Comment Re:For-profit health care (Score 0, Troll) 141

This is about the horror show that is a family with an autistic child.

That's a stupid insult. Expect the response you got. All of this is unnecessary, though, if you just said what you meant to say, namely this:

This is about the horror show that is a family with a low functioning autistic child.

But that's not what you said. Stop insulting autistic people; living with them is not a horror show though in specific cases it can be really hard.

(...) fuck you (...)

No, fuck you.

Because that's one of the things that tends to be diminished even in high functioning autists. Ability to understand other people and therefore empathize with them.

Stop making stupid assumptions based on stupid long outdated stereotypes.

Comment Re:Here's a new saying (Score 4, Interesting) 160

The problem here is setting priorities. A lot of that clever code you're talking about is the direct result of people trying to adhere to other rules such as code duplication being bad, configurability being good, magic values being bad etc.
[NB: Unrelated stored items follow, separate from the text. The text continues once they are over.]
// ==========================================
// 气体物料清单转换工具 - 物料导入器实现
// ==========================================
// 职责: 整合转换流程,从源文本到 TypeScript 数据模块
// 流程: 读取 → 表头剔除 → 解析 → 去重 → 分类 → 生成 → 写出
// 说明: 单线程顺序执行,每个阶段消费上一阶段的完整输出
// ==========================================

use crate::config::ImportConfigReader;
use crate::domain::article::{Article, ConversionReport};
use crate::importer::article_importer_trait::{
    ArticleEmitter, ArticleImporter, Classifier, LineReader, RecordParser,
};
use crate::importer::catalog::ArticleCatalog;
use crate::importer::classifier::KeywordClassifier;
use crate::importer::error::ImportResult;
use crate::importer::line_reader::{strip_header, TextLineReader};
use crate::importer::record_parser::LineParser;
use crate::importer::ts_emitter::TypeScriptEmitter;
use chrono::Utc;
use std::path::Path;
use std::time::Instant;
use tracing::{debug, info, instrument};
use uuid::Uuid;

// ==========================================
// LineOutcome - 内存转换结果
// ==========================================
#[derive(Debug)]
pub struct LineOutcome {
    pub catalog: ArticleCatalog,
    pub malformed_lines: usize,
}

// ==========================================
// ArticleImporterImpl - 物料导入器实现
// ==========================================
pub struct ArticleImporterImpl<C>
where
    C: ImportConfigReader,
{
    // 配置读取器
    config: C,

    // 转换组件
    line_reader: Box<dyn LineReader>,
    record_parser: Box<dyn RecordParser>,
    classifier: Box<dyn Classifier>,
    emitter: Box<dyn ArticleEmitter>,
}

impl<C> ArticleImporterImpl<C>
where
    C: ImportConfigReader,
{
    /// 创建新的 ArticleImporter 实例
    ///
    /// # 参数
    /// - config: 配置读取器
    /// - line_reader: 行读取器
    /// - record_parser: 行解析器
    /// - classifier: 类别判定器
    /// - emitter: 生成器
    pub fn new(
        config: C,
        line_reader: Box<dyn LineReader>,
        record_parser: Box<dyn RecordParser>,
        classifier: Box<dyn Classifier>,
        emitter: Box<dyn ArticleEmitter>,
    ) -> Self {
        Self {
            config,
            line_reader,
            record_parser,
            classifier,
            emitter,
        }
    }

    /// 使用默认组件创建实例（生成器参数取自配置）
    pub fn with_defaults(config: C) -> Self {
        let emitter = TypeScriptEmitter::from_config(&config);
        Self::new(
            config,
            Box::new(TextLineReader),
            Box::new(LineParser::new()),
            Box::new(KeywordClassifier::new()),
            Box::new(emitter),
        )
    }

    pub fn config(&self) -> &C {
        &self.config
    }

    /// 按配置中的路径执行转换
    pub fn run(&self) -> ImportResult<ConversionReport> {
        let input = Path::new(self.config.input_path());
        let output = Path::new(self.config.output_path());
        self.convert(input, output)
    }

    /// 内存中执行 解析 → 去重 → 分类（不涉及文件）
    ///
    /// # 参数
    /// - lines: 已剔除表头的行
    /// - first_line_number: lines[0] 在源文件中的行号
    pub fn convert_lines(&self, lines: &[String], first_line_number: usize) -> LineOutcome {
        let mut catalog = ArticleCatalog::new();
        let mut malformed_lines = 0;

        for (offset, line) in lines.iter().enumerate() {
            let line_number = first_line_number + offset;

            let Some(parsed) = self.record_parser.parse_line(line, line_number) else {
                malformed_lines += 1;
                continue;
            };

            // 重复行不参与分类
            catalog.insert_with(parsed, |name| self.classifier.classify(name));
        }

        LineOutcome {
            catalog,
            malformed_lines,
        }
    }

    /// 渲染物料列表（不写文件）
    pub fn render(&self, articles: &[Article]) -> String {
        self.emitter.render(articles)
    }
}

impl<C> ArticleImporter for ArticleImporterImpl<C>
where
    C: ImportConfigReader,
{
    #[instrument(skip(self, input, output), fields(run_id))]
    fn convert(&self, input: &Path, output: &Path) -> ImportResult<ConversionReport> {
        let start_time = Instant::now();
        let started_at = Utc::now();
        let run_id = Uuid::new_v4().to_string();
        tracing::Span::current().record("run_id", run_id.as_str());

        let input_str = input.display().to_string();
        let output_str = output.display().to_string();
        info!(input = %input_str, output = %output_str, "开始转换物料清单");

        // === 步骤 1: 读取源文件 ===
        debug!("步骤 1: 读取源文件");
        let lines = self.line_reader.read_lines(input)?;
        let (lines, header_skipped) = strip_header(lines, self.config.header_marker());
        info!(total_lines = lines.len(), header_skipped, "源文件读取完成");

        // === 步骤 2-3: 解析、去重、分类 ===
        debug!("步骤 2: 解析、去重、分类");
        let first_line_number = if header_skipped { 2 } else { 1 };
        let LineOutcome {
            catalog,
            malformed_lines,
        } = self.convert_lines(&lines, first_line_number);

        let category_counts = catalog.category_counts();
        info!(
            accepted = catalog.len(),
            malformed = malformed_lines,
            duplicates = catalog.duplicates().len(),
            "解析与去重完成"
        );
        for (category, count) in &category_counts {
            debug!(category = %category, count = *count, "类别统计");
        }

        // === 步骤 4: 生成并写出 ===
        debug!("步骤 3: 生成 TypeScript 数据模块");
        let (articles, duplicate_lines) = catalog.into_parts();
        let content = self.emitter.render(&articles);
        self.emitter.write(output, &content)?;

        let elapsed = start_time.elapsed();
        info!(
            emitted = articles.len(),
            elapsed_ms = elapsed.as_millis() as u64,
            "物料清单转换完成"
        );

        Ok(ConversionReport {
            run_id,
            input_path: input_str,
            output_path: output_str,
            total_lines: lines.len(),
            header_skipped,
            malformed_lines,
            duplicate_lines,
            emitted: articles.len(),
            category_counts,
            started_at,
            completed_at: Utc::now(),
            elapsed,
        })
    }
}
These things are almost without exception solved by making things more generic/abstract/configurable. So instead of Firing an Employee, they're now Deactivating an Agent and instead of creating an employee, they now need to create an AgentFactoryFactory that will yield a PersonFactory that can then be used to instantiate an Employee. But there's no code duplication so it's great!

It's a matter of priorities. And priority number one should be: write code that idiots can understand because we're all idiots.

Comment Re: Why cant they just buy android phones (Score 1) 61

The problem isn't chip availability, it's car manufacturers failing to upgrade their designs. They want chip makers to keep producing outdated chip designs from decades ago but chip manufacturers aren't interested in keeping factories around to make those.

So instead of switching to hacks, they could just use modern chips...

Comment Re:So much for reducing emissions... (Score 1) 206

But sadly nuclear is dead, and the bigger issue is construction time related to how quickly we need to do something to solve the problem we've created.

That's what people like to make you believe but in reality, even if we work at a ridiculous pace, it will take many decades to replace our energy production with solar and wind. Sure, one wind turbine is quick to build but the millions we need will take forever and will require such ridiculous amounts of resources and space that that'll be a major bottleneck. We'll be much too late to prevent runaway warming if we don't accept that we need nuclear and lots of it.